Profile: Bridgit Cusato-Rosa: From Camden "Revolutionary" to KIPP Principal

ByNoah Zucker
Principal Bridgit Cusato-Rosa speaks to her students at an assembly.

CAMDEN, NJ – Bridgit Cusato-Rosa, a Camden native and the principal of the KIPP Lanning Square Middle School, didn’t always know she wanted to be an educator.

“I was going to be a revolutionary,” she said.

But after graduating from Drew University, where she studied Latin American politics and Spanish, Cusato-Rosa needed to save more money for her dream of going to law school.

“I had done one of my senior papers on bilingual education and I did my field work visiting a school in Newark, and I fell in love with it,” she said. “Middle school is the roller coaster of life. That’s why I love everything about it.”

She started working at the school fresh out of college and hasn’t left the world of education in urban New Jersey since.

When Cusato-Rosa decided to pursue her law degree through night classes at Rutgers-Newark after four years of teaching, she moved to a local charter school.

She was skeptical of charter schools at first but found the resources available to her there allowed her to grow as an educator and prepare to take on leadership positions.

After 11 years of teaching in Newark and receiving her law degree, Cusato-Rosa found her calling revolutionizing middle school education in Camden.

“No one wanted to come to Camden, so that made me even more determined to come to Camden,” she said.

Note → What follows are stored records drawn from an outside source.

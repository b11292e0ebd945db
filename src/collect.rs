// AMACAD cluster analysis: Aggregation and exploration of clustering simulation results
// Copyright (C) 2024-2025 The AMACAD analysis authors
//
// This program is free software: you can redistribute it and/or modify
// it under the terms of the GNU General Public License as published by
// the Free Software Foundation, either version 3 of the License, or
// (at your option) any later version.
//
// This program is distributed in the hope that it will be useful,
// but WITHOUT ANY WARRANTY; without even the implied warranty of
// MERCHANTABILITY or FITNESS FOR A PARTICULAR PURPOSE.  See the
// GNU General Public License for more details.
//
// You should have received a copy of the GNU General Public License
// along with this program.  If not, see <http://www.gnu.org/licenses/>.

//! Collection of the raw metric observations of a single run.

use std::collections::BTreeMap;

use amacad_utils::omnet::RunResults;
use strum::IntoEnumIterator;

use crate::metrics::{Metric, MetricKey, Reduction};

/// Only records of modules whose name contains this are considered.
const NETWORK_MODULE: &str = "net";

/// Raw observations of every metric in a run, in record order.
#[derive(Debug, Clone, Default, PartialEq)]
pub struct CollectedResults {
    samples: BTreeMap<Metric, Vec<f64>>,
}

impl CollectedResults {
    pub fn samples(&self, metric: Metric) -> &[f64] {
        self.samples.get(&metric).map(Vec::as_slice).unwrap_or(&[])
    }

    pub fn is_empty(&self) -> bool {
        self.samples.values().all(Vec::is_empty)
    }

    fn push(&mut self, metric: Metric, value: f64) {
        self.samples.entry(metric).or_default().push(value);
    }

    /// Reduce the observations of each metric into its mean, maximum, and minimum. Metrics without
    /// any observation produce no entry.
    pub fn collate(&self) -> BTreeMap<MetricKey, f64> {
        self.samples
            .iter()
            .filter(|(_, samples)| !samples.is_empty())
            .flat_map(|(metric, samples)| {
                Reduction::iter()
                    .map(move |r| (MetricKey::new(*metric, r), r.apply(samples)))
            })
            .collect()
    }
}

/// Gather all observations of the network layer in `run`.
///
/// Scalars contribute their value unless it is NaN or infinite. Statistics contribute their `sum`
/// (for cumulative metrics) or their `mean`, and are skipped if they lack any of `count`, `sum`,
/// and `mean`, if they have no samples, or if the value is not finite.
pub fn collect_results(run: &RunResults) -> CollectedResults {
    let mut results = CollectedResults::default();

    for scalar in run
        .scalars
        .iter()
        .filter(|s| s.module.contains(NETWORK_MODULE))
    {
        let Some(metric) = Metric::from_record(&scalar.name) else {
            continue;
        };
        if scalar.value.is_finite() {
            results.push(metric, scalar.value);
        }
    }

    for stat in run
        .statistics
        .iter()
        .filter(|s| s.module.contains(NETWORK_MODULE))
    {
        let Some(metric) = Metric::from_record(&stat.name) else {
            continue;
        };
        let (Some(count), Some(sum), Some(mean)) =
            (stat.field("count"), stat.field("sum"), stat.field("mean"))
        else {
            log::trace!("Skipping statistic {} of {}", stat.name, stat.module);
            continue;
        };
        if count == 0.0 {
            continue;
        }
        let value = if metric.is_cumulative() { sum } else { mean };
        if value.is_finite() {
            results.push(metric, value);
        }
    }

    results
}

/// All metrics with at least one observation.
pub fn observed_metrics(results: &CollectedResults) -> Vec<Metric> {
    Metric::iter()
        .filter(|m| !results.samples(*m).is_empty())
        .collect()
}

In 2012, she became the principal at Freedom Prep in Fairview and in 2015 she arrived at KIPP Lanning Square Middle, where she is the founding principal.

She was excited about the project because it would be a renaissance school rather than a traditional charter school. That means it prioritizes students within the neighborhood.

“If you move into this area, this is the school you’ll go to,” Cusato-Rosa said. “That’s what it should be.”

She said the format fuses her prioritization of community, something she loved about teaching at a public school in Newark, with the enhanced resources available through charter schools.

But for community members, Lanning Square is more than just a school. It’s also home to a health clinic where families can come for check-ups and a food bank. It also hosts a wide variety of athletic and creative activities students can pursue outside the classroom.

That multi-faceted approach helps instill a sense of community at the school, she said, leading to open lines of communication between parents and educators.